Goldman Sachs has launched coverage on TD SYNNEX (SNX) with a positive outlook, projecting 10% year-over-year billings growth for fiscal year 2026. The initiation underscores growing confidence in the IT distribution and technology services sector.
- Goldman Sachs initiated coverage on TD SYNNEX (SNX) with a 'Buy' rating
- Projected 10% year-over-year billings growth for fiscal year 2026
- Fiscal year 2026 ends in March 2026
- Growth driven by demand in enterprise hardware, cloud infrastructure, and semiconductors
- Initiation by a top-tier bank likely to influence investor positioning
- SNX is a key distributor in the global IT supply chain
Goldman Sachs has formally initiated coverage on TD SYNNEX (SNX), assigning the stock a 'Buy' rating and forecasting 10% growth in fiscal year 2026 billings.
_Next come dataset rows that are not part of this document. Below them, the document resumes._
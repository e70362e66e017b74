//! HTTP search backend speaking a Perplexity-style (OpenAI-compatible)
//! chat-completions API that returns an answer plus source citations.

use std::time::Duration;

use reqwest::Client;
use serde::{Deserialize, Serialize};
use tracing::{debug, instrument};

use prospector_shared::{ProspectorError, Result, SearchConfig, SearchHit, validate_api_key};

use crate::{SearchProvider, SearchTier};

/// User-Agent string for search requests.
const USER_AGENT: &str = concat!("Prospector/", env!("CARGO_PKG_VERSION"));

/// Per-tier request timeouts. The research tier runs a long-lived deep
/// search on the provider side, hence the generous budget.
const BASIC_TIMEOUT: Duration = Duration::from_secs(60);
const ADVANCED_TIMEOUT: Duration = Duration::from_secs(120);
const RESEARCH_TIMEOUT: Duration = Duration::from_secs(900);

// ---------------------------------------------------------------------------
// Wire types
// ---------------------------------------------------------------------------

#[derive(Debug, Serialize)]
struct SearchRequest<'a> {
    model: &'a str,
    messages: Vec<SearchMessage<'a>>,
    temperature: f32,
}

#[derive(Debug, Serialize)]
struct SearchMessage<'a> {
    role: &'a str,
    content: &'a str,
}

#[derive(Debug, Deserialize)]
struct SearchResponse {
    choices: Vec<SearchChoice>,
}

#[derive(Debug, Deserialize)]
struct SearchChoice {
    message: SearchChoiceMessage,
    #[serde(default)]
    citations: Vec<Citation>,
}

#[derive(Debug, Deserialize)]
struct SearchChoiceMessage {
    content: String,
}

#[derive(Debug, Deserialize)]
struct Citation {
    #[serde(default)]
    text: String,
    #[serde(default)]
    url: String,
}

// ---------------------------------------------------------------------------
// HttpSearch
// ---------------------------------------------------------------------------

/// Tiered search client.
pub struct HttpSearch {
    client: Client,
    api_key: String,
    base_url: String,
    config: SearchConfig,
}

impl HttpSearch {
    /// Build a search client from config. Fails fast on a missing API key.
    pub fn new(config: &SearchConfig) -> Result<Self> {
        let api_key = validate_api_key(&config.api_key_env, "search")?;

        let client = Client::builder()
            .user_agent(USER_AGENT)
            .build()
            .map_err(|e| ProspectorError::Network(format!("failed to build HTTP client: {e}")))?;

        Ok(Self {
            client,
            api_key,
            base_url: config.base_url.trim_end_matches('/').to_string(),
            config: config.clone(),
        })
    }

    fn model_for(&self, tier: SearchTier) -> &str {
        match tier {
            SearchTier::Basic => &self.config.basic_model,
            SearchTier::Advanced => &self.config.advanced_model,
            SearchTier::Research => &self.config.research_model,
        }
    }

    fn timeout_for(&self, tier: SearchTier) -> Duration {
        match tier {
            SearchTier::Basic => BASIC_TIMEOUT,
            SearchTier::Advanced => ADVANCED_TIMEOUT,
            SearchTier::Research => RESEARCH_TIMEOUT,
        }
    }
}

/// Shape a provider response into search hits: one hit per citation, or a
/// single provider-attributed hit when the answer carries no citations.
fn shape_hits(response: SearchResponse) -> Vec<SearchHit> {
    let Some(choice) = response.choices.into_iter().next() else {
        return Vec::new();
    };

    if choice.citations.is_empty() {
        if choice.message.content.is_empty() {
            return Vec::new();
        }
        return vec![SearchHit {
            content: choice.message.content,
            source: "search provider".into(),
        }];
    }

    choice
        .citations
        .into_iter()
        .map(|c| SearchHit {
            content: c.text,
            source: c.url,
        })
        .collect()
}

#[async_trait::async_trait]
impl SearchProvider for HttpSearch {
    #[instrument(skip(self), fields(model = self.model_for(tier), %tier))]
    async fn search(&self, query: &str, tier: SearchTier) -> Result<Vec<SearchHit>> {
        let request = SearchRequest {
            model: self.model_for(tier),
            messages: vec![SearchMessage {
                role: "user",
                content: query,
            }],
            temperature: 0.0,
        };

        let url = format!("{}/chat/completions", self.base_url);
        let response = self
            .client
            .post(&url)
            .bearer_auth(&self.api_key)
            .timeout(self.timeout_for(tier))
            .json(&request)
            .send()
            .await
            .map_err(|e| ProspectorError::Search(format!("{url}: {e}")))?;

        let status = response.status();
        if !status.is_success() {
            return Err(ProspectorError::Search(format!("{url}: HTTP {status}")));
        }

        let parsed: SearchResponse = response
            .json()
            .await
            .map_err(|e| ProspectorError::Search(format!("malformed response: {e}")))?;

        let hits = shape_hits(parsed);
        debug!(hits = hits.len(), "search completed");
        Ok(hits)
    }
}
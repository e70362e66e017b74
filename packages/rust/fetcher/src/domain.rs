//! URL and domain helpers shared by the funnel and the orchestrator.

use url::Url;

/// Extract the registrable domain from a URL: lowercased host with a single
/// leading `www.` stripped. Returns `None` for hostless URLs.
///
/// Denylist entries are plain registrable names (`toptal.com`), so this is
/// deliberately the same notion of "domain" — no public-suffix handling,
/// which would change which companies get rejected.
pub fn registrable_domain(url: &Url) -> Option<String> {
    let host = url.host_str()?.to_lowercase();
    let domain = host.strip_prefix("www.").unwrap_or(&host);
    if domain.is_empty() {
        None
    } else {
        Some(domain.to_string())
    }
}

/// Parse a candidate URL string from search results. Only absolute http(s)
/// URLs with a host survive — malformed candidates must never reach the
/// fetch stage.
pub fn parse_candidate_url(raw: &str) -> Option<Url> {
    let url = Url::parse(raw.trim()).ok()?;
    match url.scheme() {
        "http" | "https" => {}
        _ => return None,
    }
    url.host_str()?;
    Some(url)
}
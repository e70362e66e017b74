//! Advisory TTL cache for expensive oracle and search responses.
//!
//! Entries are JSON files under `<root>/<category>/<sha256(key)>.json`, each
//! carrying its own expiry. Reads after expiry behave exactly like a miss
//! (the stale file is removed on the way out). Writes are idempotent:
//! re-storing a key with a new TTL simply extends its life.
//!
//! The cache is advisory — every call site must work correctly (just slower
//! and costlier) when the cache is disabled, empty, or broken. Read problems
//! therefore degrade to misses instead of erroring.

use std::path::{Path, PathBuf};
use std::time::{Duration, SystemTime, UNIX_EPOCH};

use serde::{Serialize, de::DeserializeOwned};
use sha2::{Digest, Sha256};
use tracing::{debug, warn};

use prospector_shared::{ProspectorError, Result};

/// One stored value with its absolute expiry (unix seconds).
#[derive(Debug, Serialize, serde::Deserialize)]
struct CacheEntry<T> {
    value: T,
    expires_at: u64,
}

/// File-backed TTL cache.
///
/// Safe for any number of concurrent distinct-key writers: each key maps to
/// its own file and writes go through a rename from a unique temp file.
#[derive(Debug, Clone)]
pub struct Cache {
    root: PathBuf,
    enabled: bool,
}

impl Cache {
    /// Create a cache rooted at `root`. The directory is created lazily on
    /// first write.
    pub fn new(root: impl Into<PathBuf>) -> Self {
        Self {
            root: root.into(),
            enabled: true,
        }
    }

    /// A cache that never hits and never stores. Used when caching is
    /// disabled by config and in tests that must exercise cold paths.
    pub fn disabled() -> Self {
        Self {
            root: PathBuf::new(),
            enabled: false,
        }
    }

    /// The cache root directory.
    pub fn root(&self) -> &Path {
        &self.root
    }

    /// Look up `key` in `category`. Expired, missing, and unreadable entries
    /// are all misses.
    pub async fn get<T: DeserializeOwned>(&self, category: &str, key: &str) -> Option<T> {
        if !self.enabled {
            return None;
        }

        let path = self.entry_path(category, key);
        let content = match tokio::fs::read_to_string(&path).await {
            Ok(content) => content,
            Err(_) => return None,
        };

        let entry: CacheEntry<T> = match serde_json::from_str(&content) {
            Ok(entry) => entry,
            Err(e) => {
                warn!(?path, error = %e, "unreadable cache entry, treating as miss");
                let _ = tokio::fs::remove_file(&path).await;
                return None;
            }
        };

        if unix_now() >= entry.expires_at {
            debug!(category, "cache entry expired");
            let _ = tokio::fs::remove_file(&path).await;
            return None;
        }

        debug!(category, "cache hit");
        Some(entry.value)
    }

    /// Store `value` under `key` in `category` with the given TTL,
    /// overwriting any previous entry for the key.
    pub async fn set<T: Serialize>(
        &self,
        category: &str,
        key: &str,
        value: &T,
        ttl: Duration,
    ) -> Result<()> {
        if !self.enabled {
            return Ok(());
        }

        let dir = self.root.join(category);
        tokio::fs::create_dir_all(&dir)
            .await
            .map_err(|e| ProspectorError::io(&dir, e))?;

        let entry = CacheEntry {
            value,
            expires_at: unix_now().saturating_add(ttl.as_secs()),
        };
        let content = serde_json::to_string(&entry)
            .map_err(|e| ProspectorError::Cache(format!("serialize entry: {e}")))?;

        // Write-then-rename so concurrent readers never observe a torn file.
        let path = self.entry_path(category, key);
        let tmp = dir.join(format!(".{}.tmp-{}", hash_key(key), std::process::id()));
        tokio::fs::write(&tmp, &content)
            .await
            .map_err(|e| ProspectorError::io(&tmp, e))?;
        tokio::fs::rename(&tmp, &path)
            .await
            .map_err(|e| ProspectorError::io(&path, e))?;

        debug!(category, "cache entry stored");
        Ok(())
    }

    /// Remove every entry from the cache root.
    pub async fn clear(&self) -> Result<()> {
        if !self.enabled || !self.root.exists() {
            return Ok(());
        }
        tokio::fs::remove_dir_all(&self.root)
            .await
            .map_err(|e| ProspectorError::io(&self.root, e))?;
        Ok(())
    }

    fn entry_path(&self, category: &str, key: &str) -> PathBuf {
        self.root.join(category).join(format!("{}.json", hash_key(key)))
    }
}

/// Hash a cache key to a stable filename.
fn hash_key(key: &str) -> String {
    let mut hasher = Sha256::new();
    hasher.update(key.as_bytes());
    format!("{:x}", hasher.finalize())
}

/// Build a stable content fingerprint from several identifying parts.
/// Used to key derived artifacts (e.g., a research bundle) by company.
pub fn fingerprint(parts: &[&str]) -> String {
    let mut hasher = Sha256::new();
    for part in parts {
        hasher.update(part.as_bytes());
        hasher.update([0u8]);
    }
    format!("{:x}", hasher.finalize())
}

fn unix_now() -> u64 {
    SystemTime::now()
        .duration_since(UNIX_EPOCH)
        .map(|d| d.as_secs())
        .unwrap_or(0)
}

#[cfg(test)]
mod tests {
    use super::*;

    fn temp_cache() -> (tempfile::TempDir, Cache) {
        let dir = tempfile::tempdir().expect("tempdir");
        let cache = Cache::new(dir.path());
        (dir, cache)
    }

    #[tokio::test]
    async fn set_then_get_hits() {
        let (_dir, cache) = temp_cache();
        cache
            .set("search", "acme startup", &vec!["result".to_string()], Duration::from_secs(60))
            .await
            .expect("set");

        let hit: Option<Vec<String>> = cache.get("search", "acme startup").await;
        assert_eq!(hit, Some(vec!["result".to_string()]));
    }

    #[tokio::test]
    async fn expired_entry_is_a_miss() {
        let (_dir, cache) = temp_cache();
        cache
            .set("search", "acme", &"value".to_string(), Duration::from_secs(0))
            .await
            .expect("set");

        let hit: Option<String> = cache.get("search", "acme").await;
        assert_eq!(hit, None);
    }

    #[tokio::test]
    async fn rewriting_a_key_extends_its_life() {
        let (_dir, cache) = temp_cache();
        cache
            .set("summary", "k", &"v1".to_string(), Duration::from_secs(0))
            .await
            .expect("set");
        cache
            .set("summary", "k", &"v2".to_string(), Duration::from_secs(120))
            .await
            .expect("set again");

        let hit: Option<String> = cache.get("summary", "k").await;
        assert_eq!(hit, Some("v2".to_string()));
    }

    #[tokio::test]
    async fn corrupt_entry_degrades_to_miss() {
        let (dir, cache) = temp_cache();
        cache
            .set("search", "k", &"v".to_string(), Duration::from_secs(60))
            .await
            .expect("set");

        // Clobber the entry file with junk.
        let category_dir = dir.path().join("search");
        let entry = std::fs::read_dir(&category_dir)
            .expect("read dir")
            .next()
            .expect("one entry")
            .expect("dirent");
        std::fs::write(entry.path(), "not json").expect("clobber");

        let hit: Option<String> = cache.get("search", "k").await;
        assert_eq!(hit, None);
    }

    #[tokio::test]
    async fn disabled_cache_never_hits() {
        let cache = Cache::disabled();
        cache
            .set("search", "k", &"v".to_string(), Duration::from_secs(60))
            .await
            .expect("set is a no-op");
        let hit: Option<String> = cache.get("search", "k").await;
        assert_eq!(hit, None);
    }

    #[tokio::test]
    async fn clear_empties_the_root() {
        let (_dir, cache) = temp_cache();
        cache
            .set("search", "k", &"v".to_string(), Duration::from_secs(60))
            .await
            .expect("set");
        cache.clear().await.expect("clear");

        let hit: Option<String> = cache.get("search", "k").await;
        assert_eq!(hit, None);
    }

    #[test]
    fn fingerprint_is_stable_and_part_sensitive() {
        let a = fingerprint(&["acme", "https://acme.io"]);
        let b = fingerprint(&["acme", "https://acme.io"]);
        let c = fingerprint(&["acme", "https://acme.dev"]);
        assert_eq!(a, b);
        assert_ne!(a, c);
        // Part boundaries matter: ["ab","c"] != ["a","bc"].
        assert_ne!(fingerprint(&["ab", "c"]), fingerprint(&["a", "bc"]));
    }
}
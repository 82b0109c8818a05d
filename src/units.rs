use std::fmt;
use std::str::FromStr;

use serde::Deserialize;

use crate::constants::{BOHR_MAGNETON, GAUSS_PER_TESLA, MILLITESLA_PER_TESLA, PLANCK};
use crate::error::EprError;

const GAUSS_PER_MILLITESLA: f64 = GAUSS_PER_TESLA / MILLITESLA_PER_TESLA;

// the scalings divide rather than multiply by the reciprocal, so 100 G is
// exactly the 0.01 T literal instead of 0.010000000000000002
pub fn gauss_to_tesla(gauss: f64) -> f64 {
    gauss / GAUSS_PER_TESLA
}

pub fn tesla_to_gauss(tesla: f64) -> f64 {
    tesla * GAUSS_PER_TESLA
}

pub fn millitesla_to_tesla(millitesla: f64) -> f64 {
    millitesla / MILLITESLA_PER_TESLA
}

pub fn tesla_to_millitesla(tesla: f64) -> f64 {
    tesla * MILLITESLA_PER_TESLA
}

pub fn gauss_to_millitesla(gauss: f64) -> f64 {
    gauss / GAUSS_PER_MILLITESLA
}

pub fn millitesla_to_gauss(millitesla: f64) -> f64 {
    millitesla * GAUSS_PER_MILLITESLA
}

/// Unit of a magnetic field reading.
#[derive(Clone, Copy, Debug, Default, PartialEq, Eq, Hash, Deserialize)]
#[serde(try_from = "String")]
pub enum FieldUnit {
    #[default]
    Gauss,
    MilliTesla,
    Tesla,
}

impl FieldUnit {
    pub fn symbol(&self) -> &'static str {
        match self {
            FieldUnit::Gauss => "G",
            FieldUnit::MilliTesla => "mT",
            FieldUnit::Tesla => "T",
        }
    }

    pub fn to_tesla(&self, value: f64) -> f64 {
        match self {
            FieldUnit::Gauss => gauss_to_tesla(value),
            FieldUnit::MilliTesla => millitesla_to_tesla(value),
            FieldUnit::Tesla => value,
        }
    }

    pub fn from_tesla(&self, tesla: f64) -> f64 {
        match self {
            FieldUnit::Gauss => tesla_to_gauss(tesla),
            FieldUnit::MilliTesla => tesla_to_millitesla(tesla),
            FieldUnit::Tesla => tesla,
        }
    }
}

impl fmt::Display for FieldUnit {
    fn fmt(&self, f: &mut fmt::Formatter) -> fmt::Result {
        f.write_str(self.symbol())
    }
}

impl FromStr for FieldUnit {
    type Err = EprError;

    fn from_str(s: &str) -> Result<Self, Self::Err> {
        match s.trim() {
            "G" | "Gauss" => Ok(FieldUnit::Gauss),
            "mT" | "milliTesla" => Ok(FieldUnit::MilliTesla),
            "T" | "Tesla" => Ok(FieldUnit::Tesla),
            other => Err(EprError::UnknownUnit(other.to_string())),
        }
    }
}

impl TryFrom<String> for FieldUnit {
    type Error = EprError;

    fn try_from(value: String) -> Result<Self, Self::Error> {
        value.parse()
    }
}

/// Converts a field value between any two units.
pub fn convert(value: f64, from: FieldUnit, to: FieldUnit) -> f64 {
    match (from, to) {
        (FieldUnit::Gauss, FieldUnit::MilliTesla) => gauss_to_millitesla(value),
        (FieldUnit::MilliTesla, FieldUnit::Gauss) => millitesla_to_gauss(value),
        _ if from == to => value,
        _ => to.from_tesla(from.to_tesla(value)),
    }
}

/// Element-wise [`convert`], same length and order as `values`.
pub fn convert_all(values: &[f64], from: FieldUnit, to: FieldUnit) -> Vec<f64> {
    values.iter().map(|&v| convert(v, from, to)).collect()
}

pub(crate) fn check_frequency(frequency_hz: f64) -> Result<(), EprError> {
    if frequency_hz.is_finite() && frequency_hz > 0.0 {
        Ok(())
    } else {
        Err(EprError::InvalidFrequency(frequency_hz))
    }
}

/// Resonance condition `h·ν = g·μB·B` solved for g.
///
/// Fails with [`EprError::ZeroField`] at `field_tesla == 0`; the singularity is
/// never turned into an infinite or clamped number.
pub fn g_value(field_tesla: f64, frequency_hz: f64) -> Result<f64, EprError> {
    check_frequency(frequency_hz)?;
    if !field_tesla.is_finite() {
        return Err(EprError::NonFiniteValue(field_tesla));
    }
    if field_tesla == 0.0 {
        return Err(EprError::ZeroField);
    }
    Ok((PLANCK * frequency_hz) / (BOHR_MAGNETON * field_tesla))
}

/// Inverse of [`g_value`]: the resonant field in Tesla for a given g.
pub fn field_from_g_value(g_value: f64, frequency_hz: f64) -> Result<f64, EprError> {
    check_frequency(frequency_hz)?;
    if !g_value.is_finite() {
        return Err(EprError::NonFiniteValue(g_value));
    }
    if g_value == 0.0 {
        return Err(EprError::ZeroGValue);
    }
    Ok((PLANCK * frequency_hz) / (BOHR_MAGNETON * g_value))
}

/// [`g_value`] applied to every element. The first failing element aborts
/// the whole mapping and is reported by index.
pub fn g_values(fields_tesla: &[f64], frequency_hz: f64) -> Result<Vec<f64>, EprError> {
    check_frequency(frequency_hz)?;
    fields_tesla
        .iter()
        .enumerate()
        .map(|(i, &b)| g_value(b, frequency_hz).map_err(|e| e.at_index(i)))
        .collect()
}

pub fn fields_from_g_values(g_values: &[f64], frequency_hz: f64) -> Result<Vec<f64>, EprError> {
    check_frequency(frequency_hz)?;
    g_values
        .iter()
        .enumerate()
        .map(|(i, &g)| field_from_g_value(g, frequency_hz).map_err(|e| e.at_index(i)))
        .collect()
}

// `nan` and `inf` parse as f64 but are not readings
pub(crate) fn parse_number(text: &str) -> Result<f64, EprError> {
    text.trim()
        .parse::<f64>()
        .ok()
        .filter(|v| v.is_finite())
        .ok_or_else(|| EprError::InvalidNumber(text.to_string()))
}

/// A field reading together with its unit, e.g. `343.3 mT`.
#[derive(Clone, Copy, Debug, PartialEq)]
pub struct MagneticField {
    pub value: f64,
    pub unit: FieldUnit,
}

impl MagneticField {
    pub fn new(value: f64, unit: FieldUnit) -> MagneticField {
        MagneticField { value, unit }
    }

    pub fn to(&self, unit: FieldUnit) -> MagneticField {
        MagneticField {
            value: convert(self.value, self.unit, unit),
            unit,
        }
    }

    pub fn tesla(&self) -> f64 {
        self.unit.to_tesla(self.value)
    }

    pub fn g_value(&self, frequency_hz: f64) -> Result<f64, EprError> {
        g_value(self.tesla(), frequency_hz)
    }
}

impl fmt::Display for MagneticField {
    fn fmt(&self, f: &mut fmt::Formatter) -> fmt::Result {
        write!(f, "{} {}", self.value, self.unit)
    }
}

impl FromStr for MagneticField {
    type Err = EprError;

    /// Accepts a number followed by a unit, with or without a space:
    /// `3433G`, `343.3 mT`, `3.433e-1T`.
    fn from_str(s: &str) -> Result<Self, Self::Err> {
        let s = s.trim();
        let split = s
            .char_indices()
            .rev()
            .take_while(|(_, c)| c.is_alphabetic())
            .last()
            .map(|(i, _)| i)
            .unwrap_or(s.len());
        let (number, unit) = s.split_at(split);
        let unit: FieldUnit = unit.parse()?;
        let value = parse_number(number)?;
        Ok(MagneticField { value, unit })
    }
}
This marks a significant development for the mid-cap technology distributor, which plays a pivotal role in the global IT supply chain. The firm's analysis highlights strong demand trends across enterprise hardware, cloud infrastructure, and semiconductor-related products as key drivers behind the projected expansion. The 10% billings growth forecast for FY26 reflects elevated expectations for TD SYNNEX’s execution capabilities, channel partnerships, and market positioning. With fiscal year 2026 set to conclude in March 2026, the projection implies solid momentum through the remainder of the current business cycle. The figure is notably robust for a company of SNX’s scale, especially within the competitive landscape of tech distribution where margins and volume growth are closely scrutinized. The initiation by Goldman Sachs, a top-tier investment bank, is likely to influence investor sentiment and trading activity. Institutional investors may reassess their exposure to SNX as the firm’s research adds credibility to the company’s growth trajectory. Given TD SYNNEX’s role in distributing products from major semiconductor and hardware vendors, the positive outlook also signals broader confidence in the technology supply chain’s resilience. Market participants across the IT services, semiconductor, and technology distribution sectors are expected to monitor SNX’s performance closely. The stock’s reaction to the initiation could indicate shifting capital flows toward mid-cap tech players with exposure to enterprise demand and digital transformation trends.